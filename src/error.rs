//! Process exit codes and structured error output.

use serde::Serialize;

use crate::signal::EXIT_CODE_INTERRUPTED;

/// Exit codes for dupelink.
///
/// Per-file failures during a run (unreadable files, failed deletes) are
/// logged and do not change the exit code; only setup failures and
/// interrupts do.
#[derive(Debug, Clone, Copy, PartialEq, Eq, Serialize)]
pub enum ExitCode {
    /// The run completed.
    Success,
    /// Setup failed or an unexpected error occurred.
    GeneralError,
    /// The run was stopped by Ctrl+C.
    Interrupted,
}

impl ExitCode {
    /// Get the numeric exit code.
    #[must_use]
    pub fn as_i32(self) -> i32 {
        match self {
            Self::Success => 0,
            Self::GeneralError => 1,
            Self::Interrupted => EXIT_CODE_INTERRUPTED,
        }
    }

    /// Get the machine-readable code prefix.
    #[must_use]
    pub fn code_prefix(self) -> &'static str {
        match self {
            Self::Success => "DL000",
            Self::GeneralError => "DL001",
            Self::Interrupted => "DL130",
        }
    }
}

/// Error printed as JSON with `--json-errors`.
#[derive(Debug, Serialize)]
pub struct StructuredError {
    /// The error code (e.g., "DL001")
    pub code: String,
    /// The exit code number
    pub exit_code: i32,
    /// Human-readable message, including its causes
    pub message: String,
    /// Whether the run was interrupted
    pub interrupted: bool,
}

impl StructuredError {
    /// Build from an error and the exit code it maps to.
    #[must_use]
    pub fn new(err: &anyhow::Error, exit_code: ExitCode) -> Self {
        Self {
            code: exit_code.code_prefix().to_string(),
            exit_code: exit_code.as_i32(),
            message: format!("{err:#}"),
            interrupted: exit_code == ExitCode::Interrupted,
        }
    }

    /// Serialize as a single-line JSON object.
    #[must_use]
    pub fn to_json(&self) -> String {
        serde_json::to_string(self).unwrap_or_else(|_| {
            format!("{{\"code\":\"{}\",\"exit_code\":{}}}", self.code, self.exit_code)
        })
    }
}
use super::config_tests::{clear_env, ENV_MUTEX};
use clap::Parser;
use dupelink::cli::Cli;
use dupelink::duplicates::{
    DuplicateFinder, DuplicateHandler, DuplicatePair, FinderConfig, FinderError, PairOutcome,
};
use dupelink::error::ExitCode;
use dupelink::output::read_report;
use dupelink::scanner::{CandidatePath, CandidateSource, Hasher, ScanError, WalkerConfig};
use std::fs;
use std::path::PathBuf;
use std::sync::atomic::{AtomicBool, Ordering};
use std::sync::{Arc, Mutex};
use tempfile::tempdir;

#[derive(Default)]
struct Collect(Mutex<Vec<DuplicatePair>>);

impl DuplicateHandler for Collect {
    fn handle(&self, pair: &DuplicatePair) -> PairOutcome {
        self.0.lock().unwrap().push(pair.clone());
        PairOutcome::default()
    }
}

#[test]
fn test_unreadable_candidates_do_not_stop_the_run() {
    let dir = tempdir().unwrap();
    let a = dir.path().join("a.bin");
    let b = dir.path().join("b.bin");
    fs::write(&a, vec![b'x'; 100]).unwrap();
    fs::write(&b, vec![b'x'; 100]).unwrap();

    let candidates = vec![
        Ok(CandidatePath::new(PathBuf::from("nonexistent_1.bin"), 100)),
        Ok(CandidatePath::new(a.clone(), 100)),
        Err(ScanError::PermissionDenied(PathBuf::from("/locked"))),
        Ok(CandidatePath::new(PathBuf::from("nonexistent_2.bin"), 100)),
        Ok(CandidatePath::new(b.clone(), 100)),
    ];
    let handler = Arc::new(Collect::default());

    let finder = DuplicateFinder::new(FinderConfig::default().with_workers(1), Hasher::default());
    let summary = finder.run(candidates, handler.clone()).unwrap();

    assert_eq!(summary.dispatched, 4);
    assert_eq!(summary.hashed, 2);
    assert_eq!(summary.hash_errors, 2);
    assert_eq!(summary.scan_errors, 1);
    assert_eq!(summary.total_errors(), 3);
    assert_eq!(*handler.0.lock().unwrap(), vec![DuplicatePair::new(b, a)]);
}

#[test]
fn test_path_list_with_missing_entries() {
    let dir = tempdir().unwrap();
    let a = dir.path().join("a.bin");
    let b = dir.path().join("b.bin");
    fs::write(&a, vec![b'm'; 5000]).unwrap();
    fs::write(&b, vec![b'm'; 5000]).unwrap();
    let list = dir.path().join("list.txt");
    fs::write(
        &list,
        format!(
            "{}\n{}\n{}\n",
            a.display(),
            dir.path().join("gone.bin").display(),
            b.display()
        ),
    )
    .unwrap();

    let summary = DuplicateFinder::with_defaults()
        .run_source(
            &CandidateSource::PathList(list),
            WalkerConfig::default(),
            Arc::new(Collect::default()),
        )
        .unwrap();

    assert_eq!(summary.scan_errors, 1);
    assert_eq!(summary.duplicate_pairs, 1);
}

#[test]
fn test_unopenable_path_list_is_fatal() {
    let dir = tempdir().unwrap();
    let result = DuplicateFinder::with_defaults().run_source(
        &CandidateSource::PathList(dir.path().join("no_such_list.txt")),
        WalkerConfig::default(),
        Arc::new(Collect::default()),
    );

    assert!(matches!(
        result,
        Err(FinderError::Source(ScanError::PathList { .. }))
    ));
}

#[test]
fn test_shutdown_before_start_dispatches_nothing() {
    let dir = tempdir().unwrap();
    fs::write(dir.path().join("a.bin"), vec![b's'; 5000]).unwrap();
    fs::write(dir.path().join("b.bin"), vec![b's'; 5000]).unwrap();
    let flag = Arc::new(AtomicBool::new(true));

    let summary = DuplicateFinder::new(
        FinderConfig::default().with_shutdown_flag(flag.clone()),
        Hasher::default(),
    )
    .run_source(
        &CandidateSource::Roots(vec![dir.path().to_path_buf()]),
        WalkerConfig::default(),
        Arc::new(Collect::default()),
    )
    .unwrap();

    assert!(flag.load(Ordering::SeqCst));
    assert!(summary.interrupted);
    assert_eq!(summary.dispatched, 0);
}

#[test]
fn test_run_app_writes_report() {
    let _guard = ENV_MUTEX.lock().unwrap_or_else(|e| e.into_inner());
    clear_env();
    let data = tempdir().unwrap();
    let out = tempdir().unwrap();
    fs::write(data.path().join("a.bin"), vec![b'r'; 5000]).unwrap();
    fs::write(data.path().join("b.bin"), vec![b'r'; 5000]).unwrap();
    let config = out.path().join("config.toml");
    fs::write(&config, "").unwrap();
    let report = out.path().join("report.txt");

    let cli = Cli::try_parse_from([
        "dupelink",
        "-q",
        "--config",
        config.to_str().unwrap(),
        "-o",
        report.to_str().unwrap(),
        data.path().to_str().unwrap(),
    ])
    .unwrap();

    let code = dupelink::run_app(cli).unwrap();

    assert_eq!(code, ExitCode::Success);
    assert_eq!(read_report(&report).unwrap().len(), 1);
}

#[test]
fn test_run_app_rejects_report_with_link() {
    let _guard = ENV_MUTEX.lock().unwrap_or_else(|e| e.into_inner());
    clear_env();
    let out = tempdir().unwrap();
    let config = out.path().join("config.toml");
    fs::write(&config, "").unwrap();
    let report = out.path().join("report.txt");

    let cli = Cli::try_parse_from([
        "dupelink",
        "-q",
        "--config",
        config.to_str().unwrap(),
        "--link",
        "-o",
        report.to_str().unwrap(),
        out.path().to_str().unwrap(),
    ])
    .unwrap();

    let err = dupelink::run_app(cli).unwrap_err();
    assert!(format!("{err:#}").contains("--output cannot be combined"));
    assert!(!report.exists());
}

#[test]
fn test_run_app_missing_config_file() {
    let out = tempdir().unwrap();
    let missing = out.path().join("missing.toml");

    let cli = Cli::try_parse_from([
        "dupelink",
        "-q",
        "--config",
        missing.to_str().unwrap(),
    ])
    .unwrap();

    let err = dupelink::run_app(cli).unwrap_err();
    assert!(format!("{err:#}").contains("Config file not found"));
}

#[test]
fn test_run_app_bad_input_list_keeps_previous_report() {
    let _guard = ENV_MUTEX.lock().unwrap_or_else(|e| e.into_inner());
    clear_env();
    let out = tempdir().unwrap();
    let config = out.path().join("config.toml");
    fs::write(&config, "").unwrap();
    let report = out.path().join("report.txt");
    fs::write(&report, "/old/b\n/old/a\n").unwrap();
    let list = out.path().join("no_such_list.txt");

    let cli = Cli::try_parse_from([
        "dupelink",
        "-q",
        "--config",
        config.to_str().unwrap(),
        "-o",
        report.to_str().unwrap(),
        "-l",
        list.to_str().unwrap(),
    ])
    .unwrap();

    let err = dupelink::run_app(cli).unwrap_err();
    assert!(format!("{err:#}").contains("Cannot read path list"));
    assert_eq!(fs::read_to_string(&report).unwrap(), "/old/b\n/old/a\n");
}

-----

What you are asked to do = From the first line of the entries above to the line with "stopped by Ctrl+C.", please return every line exactly, keeping both ends.

Answer to the exercise =
filename src/error.rs
//! Process exit codes and structured error output.

use serde::Serialize;

use crate::signal::EXIT_CODE_INTERRUPTED;

/// Exit codes for dupelink.
///
/// Per-file failures during a run (unreadable files, failed deletes) are
/// logged and do not change the exit code; only setup failures and
/// interrupts do.
#[derive(Debug, Clone, Copy, PartialEq, Eq, Serialize)]
pub enum ExitCode {
    /// The run completed.
    Success,
    /// Setup failed or an unexpected error occurred.
    GeneralError,
    /// The run was stopped by Ctrl+C.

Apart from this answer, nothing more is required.